A few years ago I made my first batch of gluten-free ones. After some different experiments, I discovered that coconut and nuts made the perfect combination. The crunch of the nuts makes them perfect. And then I played with honey and coconut oil and coconut sugar. Finally I really hit the sweet spot. And I made them for my markets. They were a top, prized seller. But chocolately food can be a hot mess in the summer heat.

And so I just sort of forgot about them. But making them for a friend and the frat boys last week, had me craving them majorly. Plus my nephew Trenton loves my no-bakes, he says they’re the best. And I don’t take the opinion of a 7 year-old lightly, they are brutally honest. If he didn’t like them or thought they were bad, he would tell it to me straight.
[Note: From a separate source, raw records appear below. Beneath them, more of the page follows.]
// Copyright (C) 2026  Caprica Software Limited
//
// This program is free software: you can redistribute it and/or modify
// it under the terms of the GNU General Public License as published by
// the Free Software Foundation, either version 3 of the License, or
// (at your option) any later version.
//
// This program is distributed in the hope that it will be useful,
// but WITHOUT ANY WARRANTY; without even the implied warranty of
// MERCHANTABILITY or FITNESS FOR A PARTICULAR PURPOSE.  See the
// GNU General Public License for more details.
//
// You should have received a copy of the GNU General Public License
// along with this program.  If not, see <https://www.gnu.org/licenses/>.

//! Terminal environment and styling utilities.
//!
//! This module provides functions to manipulate the terminal emulator's
//! properties, such as background colors, using OSC (Operating System Command)
//! escape sequences.
//!
//! # Compatibility
//!
//! These functions rely on the terminal emulator supporting the specific OSC
//! codes. Most modern terminals (XTerm, iTerm2, Alacritty, Kitty) support these
//! sequences.

use std::io::{self, Write};

/// Sets the terminal background color using an OSC 11 escape sequence.
///
/// This sends a command to the terminal emulator to change its background color
/// to the specified hex string.
///
/// # Arguments
///
/// * `hex_color` - A string slice representing the color (e.g., `"#1e1e1e"`).
///
/// # Note
///
/// This function flushes `stdout` immediately to ensure the change is applied
/// without delay.
pub(crate) fn set_terminal_bg(hex_color: &str) {
    print!("\x1b]11;{}\x07", hex_color);
    io::stdout().flush().unwrap();
}

/// Resets the terminal background to its default color.
///
/// This sends the OSC 111 escape sequence, which instructs the terminal to
/// revert the background color to the user's original configuration.
///
/// # Note
///
/// This is called during application cleanup to ensure the user's terminal
/// state is restored.
pub(crate) fn reset_terminal_bg() {
    print!("\x1b]111\x07");
    io::stdout().flush().unwrap();
}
My nephew Gavin has straight-up told me before that something I made was awful.

So basically I had to make these, not just for me, but to take home this weekend. My hands were tied.

imag2935No-Bake Cookies

  • ½ cup coconut oil
  • ¼ cup cocoa powder
  • 1 cup coconut milk
  • 1 ½ cup coconut sugar
  • ½ cup cashew butter
  • 2 cups unsweetened coconut flakes
  • 1 cup chopped nuts (pecans, walnuts and almonds)
  • 2 tsp vanilla
  • ½ cup dried cherries

How to Make it Happen: Melt the coconut oil on medium heat in a saucepan.

Add in the cocoa powder, milk and coconut sugar. Bring to a boil. Boil for a minutes.

Stir in the cashew butter in until smooth. Add the coconut and cranberries.

Remove from the heat. Add in the nuts. Mix completely, then add the vanilla.

Use two spoons to drop them onto parchment paper. Allow them to set up before eating. Enjoy!